In 1665, the people in the remote Derbyshire village of Eyam realised that their village had become infected with the bubonic plague.
Fleas infected with the disease had been brought to the village in a bundle of damp cloth from London. The tailor who unpacked the cloth and hung it to dry in front of a fire was the first person in the village to catch the deadly plague. He died in agony a few days later in September 1665.
By Christmas a further 42 people died in the village. By 1666 many were preparing to leave the village to save themselves.
However, the vicar of Eyam, the Rev. William Mompesson, decided to act. He could see the disaster that would be caused if the infectious disease was carried by escaping villagers to the nearby towns or the city of Sheffield.
So Mompesson gathered the whole village together and made an appeal to everyone to quarantine themselves. He told his parishioners that to avoid many more people dying the village must be enclosed, with no-one allowed in, or out.
The vicar promised the village that if they agreed to stay he would do everything he could to support them in their suffering. He said he was willing to sacrifice his own life rather than see the whole county devastated.
Remarkably, Mompesson was successful. His appeal to the villagers worked. Despite understandable reluctance, everyone in Eyam agreed to stay within the confines of the village as the plague took hold of their community.
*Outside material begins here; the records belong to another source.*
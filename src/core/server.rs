//! Server Implementation
//!
//! HTTP 服务器启动和管理

use crate::core::{Config, Result, ServerState};
use tower_http::cors::CorsLayer;
use tower_http::trace::TraceLayer;

/// HTTP Server
pub struct Server {
    config: Config,
    state: Option<ServerState>,
}

impl Server {
    pub fn new(config: Config) -> Self {
        Self {
            config,
            state: None,
        }
    }

    /// Create server with existing state
    pub fn with_state(config: Config, state: ServerState) -> Self {
        Self {
            config,
            state: Some(state),
        }
    }

    pub async fn run(&self) -> Result<()> {
        let state = match &self.state {
            Some(s) => s.clone(),
            None => ServerState::initialize(&self.config).await?,
        };

        let app = crate::api::router()
            .layer(TraceLayer::new_for_http())
            .layer(CorsLayer::permissive())
            .with_state(state);

        let addr = std::net::SocketAddr::from(([0, 0, 0, 0], self.config.http_port));
        tracing::info!("Reserva Server listening on {}", addr);

        let listener = tokio::net::TcpListener::bind(addr).await?;

        let shutdown = async {
            let _ = tokio::signal::ctrl_c().await;
            tracing::info!("Shutting down...");
        };

        axum::serve(listener, app)
            .with_graceful_shutdown(shutdown)
            .await?;

        Ok(())
    }
}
By summer 1666 the death toll in the village reached a peak of five or six deaths a day. The hot summer meant the fleas were more active and this quickened the spread of the plague. Despite the grim circumstances and the horrible deaths hardly anyone broke the agreement.
In August, one woman, Elizabeth Hancock, buried six of her children and her husband who all died within just eight days. People from the neighbouring village of Stoney Middleton stood on the hill and watched her burying them without being able to do anything to help.
In his letters, Mompesson described the smell of “sadness and death” in the air. His wife Catherine tended to many of the dying and in doing so contracted the plague while helping others. On 22 August 1666, the vicar and his wife went for a walk together and she commented on the ‘sweet smell’ in the air. She died the following morning, aged 27.
Fear and hope
The current vicar of Eyam, Mike Gilbert, said “When you read Mompesson’s letters, he writes ‘I am a dying man’…He was scared but he did it all the same. There was definitely that hope of heaven that kept them going, but it was phenomenally difficult.”
However, as Autumn came cases the plague reduced and by November the disease had gone. The quarantine had worked. But Eyam bore a heavy cost.
In just over a year, 260 of the village’s inhabitants, from 76 different families, had died. This was estimated to be between 40-50% of the village’s total population. The mortality rate was far higher than anywhere else in the country – but vitally, the plague did not spread beyond the village.
Remarkably, Mompesson did survive. He left Eyam in 1669 to minister in another village in Nottinghamshire. But such was the reputation of the “plague village” where so many had died that he struggled to be accepted.
Today, the world is facing a virus which has already killed thousands of people and will kill many more. We cannot make simplistic parallels between what happened in Eyam and what we face today. But we can learn from the example of William Mompesson and the villagers of Eyam:
Leadership. Mompesson’s clarity and bravery inspired others in a common cause. In today’s situation, we need national and local leaders who can remain calm and show courageous leadership in the challenges we will face.
Compassion. The root meaning of compassion is ‘to suffer with’. Mompesson, his wife Catherine and the whole village decided to suffer together. In today’s crisis, we will need to think of the common good rather than everyone just look to their own interests.
Sacrifice. Mompesson motivated people to sacrifice themselves for others who they did not know. Many paid the ultimate price in showing a love that went beyond boundaries.
Faith: All of the qualities they showed were rooted in a faith and hope more powerful than the threat of death. Together they embodied Jesus’ words:
‘This is my commandment, that you love one another as I have loved you. Greater love has no one than this, that he lay down his life for his friends.’ (John 15:12)
The times we are living in are anxiety-inducing. Such times can bring out the worst in people: selfishness, panic, ignoring the needs of others, spreading fear and misinformation.
But they can also bring out the best in people. Let’s hope that in the coming weeks we can see the kind of leadership, compassion, sacrifice and faith shown by the remarkable vicar and villagers of Eyam.